Generally, according to health care guidelines, the report must be filled out as soon as possible following the incident (but after the situation has been stabilized). This way, the details written in the report are as accurate as possible.[2]

Most incident reports that are written involve accidents with patients, such as patient falls. But most facilities will also document an incident in which a staff member or visitor is injured.

In the event that an incident involves a patient, the patient will often be monitored for a period of time following the incident (for it may happen again), which may include taking vital signs regularly.

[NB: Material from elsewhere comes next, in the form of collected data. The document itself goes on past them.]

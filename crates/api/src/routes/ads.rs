//! Ad Prediction Routes

use ad_model::{AdInput, Prediction, Sourced, SuggestionSet};
use axum::{
    extract::{rejection::JsonRejection, Path, Query, State},
    Extension, Json,
};
use serde::{Deserialize, Serialize};
use std::sync::Arc;
use storage::{Kpis, NewPrediction, NewSuggestion, PredictionRecord, SuggestionRecord};
use tracing::{debug, info};

use crate::error::ApiError;
use crate::middleware::CurrentUser;
use crate::AppState;

const DEFAULT_HISTORY_LIMIT: usize = 10;
const MAX_HISTORY_LIMIT: usize = 100;

/// Prediction as returned to the client, echoing the ad it was made for
#[derive(Debug, Serialize)]
pub struct PredictionPayload {
    #[serde(flatten)]
    pub prediction: Sourced<Prediction>,
    #[serde(rename = "adData")]
    pub ad_data: AdInput,
}

#[derive(Debug, Serialize)]
pub struct PredictResponse {
    pub success: bool,
    pub prediction: PredictionPayload,
}

#[derive(Debug, Default, Deserialize)]
#[serde(default, rename_all = "camelCase")]
pub struct SuggestionsRequest {
    pub ad_data: Option<AdInput>,
    pub prediction: Option<Prediction>,
}

#[derive(Debug, Serialize)]
pub struct SuggestionsResponse {
    pub success: bool,
    pub suggestions: Sourced<SuggestionSet>,
}

#[derive(Debug, Default, Deserialize)]
#[serde(default, rename_all = "camelCase")]
pub struct SaveRequest {
    pub ad_data: Option<AdInput>,
    pub prediction: Option<Prediction>,
    pub suggestions: Option<SuggestionSet>,
}

#[derive(Debug, Serialize)]
pub struct SaveResponse {
    pub success: bool,
    pub message: String,
    pub prediction: PredictionRecord,
}

/// Pagination parameters; unparsable or zero values use the defaults
#[derive(Debug, Default, Deserialize)]
#[serde(default)]
pub struct HistoryQuery {
    pub limit: Option<String>,
    pub offset: Option<String>,
}

impl HistoryQuery {
    fn limit(&self) -> usize {
        self.limit
            .as_deref()
            .and_then(|v| v.trim().parse::<usize>().ok())
            .filter(|&n| n > 0)
            .unwrap_or(DEFAULT_HISTORY_LIMIT)
            .min(MAX_HISTORY_LIMIT)
    }

    fn offset(&self) -> usize {
        self.offset
            .as_deref()
            .and_then(|v| v.trim().parse::<usize>().ok())
            .unwrap_or(0)
    }
}

#[derive(Debug, Serialize)]
pub struct HistoryResponse {
    pub success: bool,
    pub total: usize,
    pub predictions: Vec<PredictionRecord>,
    pub kpis: Kpis,
}

#[derive(Debug, Serialize)]
pub struct DetailResponse {
    pub success: bool,
    pub prediction: PredictionRecord,
    pub suggestions: Option<SuggestionRecord>,
}

fn missing_ad_or_prediction() -> ApiError {
    ApiError::BadRequest("Please provide ad data and prediction".to_string())
}

/// POST /api/ad/predict
pub async fn predict(
    State(state): State<Arc<AppState>>,
    Extension(user): Extension<CurrentUser>,
    body: Result<Json<AdInput>, JsonRejection>,
) -> Result<Json<PredictResponse>, ApiError> {
    let Json(ad) = body?;
    ad.validate()?;

    let prediction = state.predictions.predict(&ad).await;
    debug!(
        "Prediction for user {}: ctr={} ai={}",
        user.id, prediction.value.ctr, prediction.is_ai_generated
    );

    Ok(Json(PredictResponse {
        success: true,
        prediction: PredictionPayload {
            prediction,
            ad_data: ad,
        },
    }))
}

/// POST /api/ad/suggestions
pub async fn suggestions(
    State(state): State<Arc<AppState>>,
    body: Result<Json<SuggestionsRequest>, JsonRejection>,
) -> Result<Json<SuggestionsResponse>, ApiError> {
    let Json(request) = body?;
    let (ad, prediction) = request
        .ad_data
        .zip(request.prediction)
        .ok_or_else(missing_ad_or_prediction)?;

    let suggestions = state.predictions.suggest(&ad, &prediction).await;
    Ok(Json(SuggestionsResponse {
        success: true,
        suggestions,
    }))
}

/// POST /api/ad/save
pub async fn save(
    State(state): State<Arc<AppState>>,
    Extension(user): Extension<CurrentUser>,
    body: Result<Json<SaveRequest>, JsonRejection>,
) -> Result<Json<SaveResponse>, ApiError> {
    let Json(request) = body?;
    let (ad, prediction) = request
        .ad_data
        .zip(request.prediction)
        .ok_or_else(missing_ad_or_prediction)?;
    if i64::try_from(prediction.reach).is_err() || i64::try_from(prediction.engagement).is_err()
    {
        return Err(ApiError::BadRequest(
            "Prediction reach and engagement are out of range".to_string(),
        ));
    }

    let record = state
        .store
        .create_prediction(NewPrediction {
            user_id: user.id,
            ad,
            prediction,
        })
        .await?;

    if let Some(suggestions) = request.suggestions {
        state
            .store
            .create_suggestion(NewSuggestion {
                prediction_id: record.id,
                user_id: user.id,
                suggestions,
            })
            .await?;
    }

    info!("User {} saved prediction {}", user.id, record.id);
    Ok(Json(SaveResponse {
        success: true,
        message: "Prediction saved successfully".to_string(),
        prediction: record,
    }))
}

/// GET /api/ad/history
pub async fn history(
    State(state): State<Arc<AppState>>,
    Extension(user): Extension<CurrentUser>,
    Query(query): Query<HistoryQuery>,
) -> Result<Json<HistoryResponse>, ApiError> {
    let page = state
        .store
        .list_predictions(user.id, query.limit(), query.offset())
        .await?;
    let kpis = state.store.prediction_kpis(user.id).await?;

    Ok(Json(HistoryResponse {
        success: true,
        total: page.total,
        predictions: page.items,
        kpis,
    }))
}

/// GET /api/ad/:id
pub async fn detail(
    State(state): State<Arc<AppState>>,
    Extension(user): Extension<CurrentUser>,
    Path(id): Path<String>,
) -> Result<Json<DetailResponse>, ApiError> {
    let not_found = || ApiError::NotFound("Prediction not found".to_string());

    let id: i64 = id.parse().map_err(|_| not_found())?;
    let prediction = state.store.get_prediction(id).await?.ok_or_else(not_found)?;

    if prediction.user_id != user.id {
        return Err(ApiError::Forbidden("Not authorized".to_string()));
    }

    let suggestions = state.store.suggestion_for_prediction(prediction.id).await?;
    Ok(Json(DetailResponse {
        success: true,
        prediction,
        suggestions,
    }))
}
//! Content Fingerprint
//!
//! Base-31 rolling hash over UTF-16 code units with signed 32-bit
//! wraparound. Collisions are fine; the value only has to be stable so the
//! same ad text always maps to the same metrics.

/// Fingerprint a string into a non-negative 32-bit value.
///
/// `h = h * 31 + unit` for every UTF-16 code unit, wrapping at `i32`, then
/// the absolute value. `i32::MIN` maps to `2^31`, which is why the result is
/// `u32` rather than `i32`.
pub fn fingerprint(s: &str) -> u32 {
    s.encode_utf16()
        .fold(0i32, |h, unit| h.wrapping_mul(31).wrapping_add(i32::from(unit)))
        .unsigned_abs()
}

#[cfg(test)]
mod tests {
    use super::*;

    #[test]
    fn test_empty_string() {
        assert_eq!(fingerprint(""), 0);
    }

    #[test]
    fn test_known_values() {
        assert_eq!(fingerprint("a"), 97);
        assert_eq!(fingerprint("hello"), 99_162_322);
        assert_eq!(fingerprint("Summer Sale"), 352_189_928);
        assert_eq!(fingerprint("Get 50% off all items now"), 932_389_542);
        assert_eq!(fingerprint("young adults"), 1_598_579_455);
    }

    #[test]
    fn test_wraparound_takes_absolute_value() {
        // Overflows i32 and lands negative before abs()
        assert_eq!(fingerprint("Hello, World!"), 1_498_789_909);
    }

    #[test]
    fn test_hashes_utf16_surrogate_pairs() {
        // U+1F600 is 0xD83D 0xDE00 in UTF-16
        assert_eq!(fingerprint("😀"), 0xD83D * 31 + 0xDE00);
    }
}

The latest guidebook for the index of the International Classification of Diseases, Edition 10, Clinical Modifications (the ICD-10-CM, to be implemented in the fall of 2015 in the U.S.) has, in Chapter 20 (External Causes of Morbidity, Codes V00-Y99), a section of external cause codes to identify and track the occurrence of certain serious medical and surgical errors and other serious events, which could constitute malpractice and must always be reported immediately, in order to support the collection of data related to the National Quality Forum's never events, which was instituted with the help of the American federal government's Institute of Medicine (IOM). The federal and state governments use the never events list as the basis for quality indicators and state-based reporting systems. Some of these are: Y65.51 (Performance of the wrong procedure or operation on the correct patient); Y65.52 (Performance of a procedure or operation on a patient not scheduled for a procedure or operation); and Y65.53 (Performance of the correct procedure or operation on the wrong side or the wrong body part of the patient).